Open virajkarandikar opened 8 months ago
Hi @virajkarandikar can you provide sample code we can use to look at the issue?
Code is simple.
with gr.Blocks() as demo:
audio = gr.Audio(streaming=True)
def process_audio(audio):
rate, data = audio
print(f"rate: {rate}, samples: {len(data)}")
audio.stream(process_audio, [audio], None)
Below is the log I get on console.
rate: 48000, samples: 24000
rate: 48000, samples: 48000
rate: 48000, samples: 24000
rate: 48000, samples: 24000
rate: 48000, samples: 24000
rate: 48000, samples: 24000
Log indicates - sample rate is 48000, channels is 1, chunk size varies between 24000 (0.5 sec) and 48000 (1 sec). This adds significant latency.
Also the uncompressed audio data at 48000Hz is streamed from the client to application and it adds some amount of network latency. My case model expects 16000 sample rate. So if I can specify sample rate for mic capture, it will reduce the amount of data transfer by 1/3rd. But for that I have filed another issue here https://github.com/gradio-app/gradio/issues/5848.
Hello, have you figured out how to do it? I have the same question.
Any update here?
I am also interested in this
Ping...
This is on our radar, but maybe will take a few weeks for us to get to as we have a lot of other issues we're tackling as well. We are happy to review any PRs if you'd like to contribute this fix.
cc @aliabid94
I have the same issue, has it progressed?
This is on our radar, but maybe will take a few weeks for us to get to as we have a lot of other issues we're tackling as well. We are happy to review any PRs if you'd like to contribute this fix.
cc @aliabid94
Hi, is there a specific part of the code base you could point to to suggest how we can reduce the chunk size of the stream? This would help with guiding the PR. Thanks!
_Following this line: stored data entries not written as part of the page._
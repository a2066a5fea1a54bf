//! HTTP server implementation
//!
//! Uses hyper http1 with TokioIo for async handling. Handlers are synchronous
//! and run on tokio's blocking pool, one fresh instance per request.

use hyper::body::Incoming;
use hyper::server::conn::http1;
use hyper::service::service_fn;
use hyper::{Method, Request, Response};
use hyper_util::rt::TokioIo;
use std::net::SocketAddr;
use std::sync::Arc;
use tokio::net::TcpListener;
use tracing::{error, info, warn};

use crate::auth::{AuthorizationGate, JwtValidator};
use crate::config::Args;
use crate::db::{Database, SessionFactory};
use crate::routes::{self, BoxBody};
use crate::services::{ObjectLinkProvider, ServiceProvider, SignedLinkProvider};
use crate::types::{IdeaBankError, Result};

/// Shared application state
pub struct AppState {
    pub args: Args,
    pub db: Database,
    pub sessions: Arc<dyn SessionFactory>,
    pub links: Arc<dyn ObjectLinkProvider>,
    pub signer: Arc<JwtValidator>,
}

impl AppState {
    /// Build state from configuration and an opened database
    pub fn new(args: Args, db: Database) -> Result<Self> {
        let signer = match (&args.jwt_secret, args.dev_mode) {
            (Some(secret), _) => JwtValidator::new(secret.clone(), args.jwt_expiry_seconds)?,
            (None, true) => JwtValidator::new_dev(),
            (None, false) => {
                return Err(IdeaBankError::Config(
                    "JWT_SECRET is required in production mode".into(),
                ))
            }
        };
        let links = SignedLinkProvider::new(
            args.link_base_url.clone(),
            args.link_secret(),
            args.link_ttl_seconds,
        )?;
        Ok(Self::with_parts(args, db, Arc::new(signer), Arc::new(links)))
    }

    /// Build state from already constructed collaborators
    pub fn with_parts(
        args: Args,
        db: Database,
        signer: Arc<JwtValidator>,
        links: Arc<dyn ObjectLinkProvider>,
    ) -> Self {
        let sessions = db.sessions().shared();
        Self {
            args,
            db,
            sessions,
            links,
            signer,
        }
    }

    /// A provider over this state's store and object links
    pub fn provider(&self) -> ServiceProvider {
        ServiceProvider::new(Arc::clone(&self.sessions), Arc::clone(&self.links))
    }

    pub fn gate(&self) -> AuthorizationGate {
        AuthorizationGate::new(Arc::clone(&self.signer))
    }
}

/// Start the HTTP server
pub async fn run(state: Arc<AppState>) -> Result<()> {
    let listener = TcpListener::bind(state.args.listen).await?;

    info!("Idea Bank listening on {}", state.args.listen);

    if state.args.dev_mode {
        warn!("Development mode enabled - insecure default secrets in use");
    }

    loop {
        match listener.accept().await {
            Ok((stream, addr)) => {
                let state = Arc::clone(&state);
                tokio::spawn(async move {
                    let io = TokioIo::new(stream);

                    let service = service_fn(move |req| {
                        let state = Arc::clone(&state);
                        async move { handle_request(state, addr, req).await }
                    });

                    if let Err(err) = http1::Builder::new()
                        .serve_connection(io, service)
                        .await
                    {
                        error!("Error serving connection from {}: {:?}", addr, err);
                    }
                });
            }
            Err(e) => {
                error!("Error accepting connection: {:?}", e);
            }
        }
    }
}

/// Route incoming HTTP requests
async fn handle_request(
    state: Arc<AppState>,
    addr: SocketAddr,
    req: Request<Incoming>,
) -> std::result::Result<Response<BoxBody>, hyper::Error> {
    let method = req.method().clone();
    let path = req.uri().path().to_string();
    let query = req.uri().query().map(str::to_string);

    info!("[{}] {} {}", addr, method, path);

    let segments: Vec<&str> = path.trim_matches('/').split('/').collect();

    let response = match (&method, segments.as_slice()) {
        (&Method::OPTIONS, _) => routes::preflight_response(),
        (&Method::GET, ["health"]) => routes::health::health_check(&state),

        (&Method::POST, ["accounts", "create"]) => routes::accounts::create_account(state, req).await,
        (&Method::POST, ["accounts", "authenticate"]) => {
            routes::accounts::authenticate(state, req).await
        }
        (&Method::GET, ["accounts", name, "profile"]) => {
            routes::accounts::fetch_profile(state, name).await
        }

        (&Method::POST, ["concepts"]) => routes::concepts::create_concept(state, req).await,
        (&Method::GET, ["concepts"]) => routes::concepts::search(state, query.as_deref()).await,
        (&Method::GET, ["concepts", author, title]) => {
            routes::concepts::fetch_concept(state, author, title, query.as_deref()).await
        }
        (&Method::GET, ["concepts", author, title, "lineage"]) => {
            routes::concepts::lineage(state, author, title).await
        }
        (&Method::GET, ["concepts", author, title, "comments"]) => {
            routes::concepts::comments(state, author, title).await
        }
        (&Method::POST, ["concepts", author, title, "comments"]) => {
            routes::concepts::comment(state, req, author, title).await
        }
        (&Method::POST, ["links"]) => routes::concepts::create_link(state, req).await,

        (&Method::POST, ["follows"]) => routes::engagement::follow(state, req).await,
        (&Method::DELETE, ["follows"]) => routes::engagement::unfollow(state, req).await,
        (&Method::GET, ["follows", follower, followee]) => {
            routes::engagement::check_following(state, follower, followee).await
        }
        (&Method::POST, ["likes"]) => routes::engagement::like(state, req).await,
        (&Method::DELETE, ["likes"]) => routes::engagement::unlike(state, req).await,
        (&Method::GET, ["likes", user, author, title]) => {
            routes::engagement::check_liking(state, user, author, title).await
        }

        _ => routes::not_found_response(&path),
    };

    Ok(response)
}
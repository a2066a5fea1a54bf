//! Data shapes exchanged with endpoint handlers

pub mod artifacts;
pub mod payloads;

pub use artifacts::*;
pub use payloads::*;
//! Transactional sessions against the backing store
//!
//! A session is bound to one scope: it opens a transaction when created and
//! ends it with exactly one commit or rollback.

use r2d2::{Pool, PooledConnection};
use rusqlite::types::{Value as SqlValue, ValueRef};
use std::sync::Arc;
use tracing::{debug, warn};

use super::results::{ResultSet, Row};
use super::statement::{Param, Statement};
use super::SqliteManager;
use crate::types::{IdeaBankError, Result};

/// A live transactional session
pub trait Session: Send {
    /// Execute one statement and materialise its cursor
    fn execute(&mut self, statement: &Statement) -> Result<ResultSet>;

    fn commit(&mut self) -> Result<()>;

    fn rollback(&mut self) -> Result<()>;

    /// Release the underlying connection
    fn close(&mut self);
}

/// Produces sessions, one per scope
pub trait SessionFactory: Send + Sync {
    fn open(&self) -> Result<Box<dyn Session>>;
}

/// Session factory backed by the SQLite connection pool
#[derive(Clone)]
pub struct SqliteSessionFactory {
    pool: Pool<SqliteManager>,
}

impl SqliteSessionFactory {
    pub fn new(pool: Pool<SqliteManager>) -> Self {
        Self { pool }
    }

    /// Shared handle for service providers
    pub fn shared(self) -> Arc<dyn SessionFactory> {
        Arc::new(self)
    }
}

impl SessionFactory for SqliteSessionFactory {
    fn open(&self) -> Result<Box<dyn Session>> {
        let conn = self.pool.get()?;
        conn.execute_batch("BEGIN DEFERRED")?;
        debug!("Opened SQLite session");
        Ok(Box::new(SqliteSession {
            conn: Some(conn),
            in_transaction: true,
        }))
    }
}

/// One pooled connection holding an open transaction
pub struct SqliteSession {
    conn: Option<PooledConnection<SqliteManager>>,
    in_transaction: bool,
}

impl SqliteSession {
    fn conn(&self) -> Result<&PooledConnection<SqliteManager>> {
        self.conn
            .as_ref()
            .ok_or_else(|| IdeaBankError::Database("Session is already closed".into()))
    }

    fn finish(&mut self, sql: &str) -> Result<()> {
        if !self.in_transaction {
            return Err(IdeaBankError::Database(
                "Session transaction already finished".into(),
            ));
        }
        self.conn()?.execute_batch(sql)?;
        self.in_transaction = false;
        Ok(())
    }
}

impl Session for SqliteSession {
    fn execute(&mut self, statement: &Statement) -> Result<ResultSet> {
        let conn = self.conn()?;
        let mut stmt = conn.prepare(statement.sql())?;
        let columns: Arc<Vec<String>> = Arc::new(
            stmt.column_names()
                .into_iter()
                .map(String::from)
                .collect(),
        );

        let params: Vec<SqlValue> = statement.params().iter().map(to_sql_value).collect();
        let mut rows = stmt.query(rusqlite::params_from_iter(params))?;

        let mut materialised = Vec::new();
        while let Some(row) = rows.next()? {
            let mut values = Vec::with_capacity(columns.len());
            for idx in 0..columns.len() {
                values.push(to_json_value(row.get_ref(idx)?));
            }
            materialised.push(Row::new(Arc::clone(&columns), values));
        }
        drop(rows);

        Ok(ResultSet::new(materialised, conn.changes() as usize))
    }

    fn commit(&mut self) -> Result<()> {
        self.finish("COMMIT")
    }

    fn rollback(&mut self) -> Result<()> {
        self.finish("ROLLBACK")
    }

    fn close(&mut self) {
        if self.in_transaction {
            if let Err(e) = self.rollback() {
                warn!("Rollback of abandoned session failed: {}", e);
            }
        }
        self.conn.take();
    }
}

impl Drop for SqliteSession {
    fn drop(&mut self) {
        self.close();
    }
}

fn to_sql_value(param: &Param) -> SqlValue {
    match param {
        Param::Null => SqlValue::Null,
        Param::Integer(i) => SqlValue::Integer(*i),
        Param::Text(s) => SqlValue::Text(s.clone()),
        Param::Timestamp(ts) => SqlValue::Text(Param::timestamp_text(ts)),
        Param::Json(v) => SqlValue::Text(v.to_string()),
    }
}

fn to_json_value(value: ValueRef<'_>) -> serde_json::Value {
    match value {
        ValueRef::Null => serde_json::Value::Null,
        ValueRef::Integer(i) => serde_json::Value::from(i),
        ValueRef::Real(f) => serde_json::Value::from(f),
        ValueRef::Text(t) => serde_json::Value::from(String::from_utf8_lossy(t).into_owned()),
        ValueRef::Blob(b) => serde_json::Value::from(hex::encode(b)),
    }
}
By default the streaming mic capture uses buffer/chunk size of 1 second. This adds a long latency in real time applications. Can the chunk size be made configurable/smaller?
Is your feature request related to a problem? Please describe.
Large buffer increases audio latency and makes application sluggish to use.
Describe the solution you'd like
Provide a parameter to configure chunk size when using streaming mic capture
Additional context
Add any other context or screenshots about the feature request here.